ASSIGNMENT:
Start at the first line of the material. Repeat each line exactly through the one containing "use std::time::Duration;", then stop.

(SUPPLIED ENTRIES)

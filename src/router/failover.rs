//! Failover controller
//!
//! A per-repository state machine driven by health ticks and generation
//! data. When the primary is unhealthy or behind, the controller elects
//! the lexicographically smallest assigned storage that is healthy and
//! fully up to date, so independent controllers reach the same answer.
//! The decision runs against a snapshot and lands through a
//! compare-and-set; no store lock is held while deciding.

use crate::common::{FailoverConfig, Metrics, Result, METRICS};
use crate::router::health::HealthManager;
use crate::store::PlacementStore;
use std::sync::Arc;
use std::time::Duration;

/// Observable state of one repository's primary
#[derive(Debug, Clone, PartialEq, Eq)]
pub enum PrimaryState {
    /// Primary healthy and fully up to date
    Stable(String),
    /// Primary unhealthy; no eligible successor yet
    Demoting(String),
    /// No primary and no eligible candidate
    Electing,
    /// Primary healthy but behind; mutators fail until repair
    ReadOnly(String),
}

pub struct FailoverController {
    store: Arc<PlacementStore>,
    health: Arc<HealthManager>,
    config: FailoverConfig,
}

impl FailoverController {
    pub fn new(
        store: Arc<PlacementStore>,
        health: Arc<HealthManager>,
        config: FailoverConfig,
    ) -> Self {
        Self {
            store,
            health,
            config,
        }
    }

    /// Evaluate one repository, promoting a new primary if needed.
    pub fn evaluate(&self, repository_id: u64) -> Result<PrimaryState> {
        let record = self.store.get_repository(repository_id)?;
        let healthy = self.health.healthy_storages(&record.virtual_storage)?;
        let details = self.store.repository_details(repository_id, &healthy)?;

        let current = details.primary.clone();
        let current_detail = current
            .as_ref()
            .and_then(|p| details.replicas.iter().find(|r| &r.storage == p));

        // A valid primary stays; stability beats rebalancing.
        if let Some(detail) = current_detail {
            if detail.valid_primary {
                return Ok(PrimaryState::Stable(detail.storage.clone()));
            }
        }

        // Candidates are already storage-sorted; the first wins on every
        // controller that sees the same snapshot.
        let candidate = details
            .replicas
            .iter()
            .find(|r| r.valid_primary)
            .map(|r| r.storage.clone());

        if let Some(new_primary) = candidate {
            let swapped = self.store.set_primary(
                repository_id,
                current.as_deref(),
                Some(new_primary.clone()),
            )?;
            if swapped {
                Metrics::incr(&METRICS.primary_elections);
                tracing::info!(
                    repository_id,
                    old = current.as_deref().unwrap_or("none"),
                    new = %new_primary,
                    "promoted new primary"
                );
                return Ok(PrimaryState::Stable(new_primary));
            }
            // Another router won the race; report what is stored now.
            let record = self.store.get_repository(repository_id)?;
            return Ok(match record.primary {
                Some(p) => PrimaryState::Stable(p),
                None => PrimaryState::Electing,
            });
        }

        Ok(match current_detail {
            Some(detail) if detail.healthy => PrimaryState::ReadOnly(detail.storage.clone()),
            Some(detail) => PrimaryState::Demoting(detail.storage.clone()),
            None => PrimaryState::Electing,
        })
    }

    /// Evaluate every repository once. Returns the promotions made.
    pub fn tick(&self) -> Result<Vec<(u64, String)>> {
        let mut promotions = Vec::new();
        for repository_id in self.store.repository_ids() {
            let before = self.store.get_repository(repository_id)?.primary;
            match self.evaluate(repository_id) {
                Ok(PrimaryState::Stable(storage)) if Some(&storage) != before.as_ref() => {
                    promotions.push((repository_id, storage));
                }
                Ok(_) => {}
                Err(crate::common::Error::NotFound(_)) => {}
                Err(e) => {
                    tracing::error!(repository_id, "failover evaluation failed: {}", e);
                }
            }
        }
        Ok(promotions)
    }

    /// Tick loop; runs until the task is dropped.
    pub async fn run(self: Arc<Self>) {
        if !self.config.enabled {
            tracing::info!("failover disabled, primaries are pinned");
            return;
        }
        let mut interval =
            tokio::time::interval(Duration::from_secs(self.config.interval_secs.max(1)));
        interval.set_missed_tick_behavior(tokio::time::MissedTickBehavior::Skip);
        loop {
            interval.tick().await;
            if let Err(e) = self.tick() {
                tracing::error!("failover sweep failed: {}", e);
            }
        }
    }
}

(End SUPPLIED ENTRIES)

SOLUTION TO THE EXERCISE:
filename src/router/failover.rs
//! Failover controller
//!
//! A per-repository state machine driven by health ticks and generation
//! data. When the primary is unhealthy or behind, the controller elects
//! the lexicographically smallest assigned storage that is healthy and
//! fully up to date, so independent controllers reach the same answer.
//! The decision runs against a snapshot and lands through a
//! compare-and-set; no store lock is held while deciding.

use crate::common::{FailoverConfig, Metrics, Result, METRICS};
use crate::router::health::HealthManager;
use crate::store::PlacementStore;
use std::sync::Arc;
use std::time::Duration;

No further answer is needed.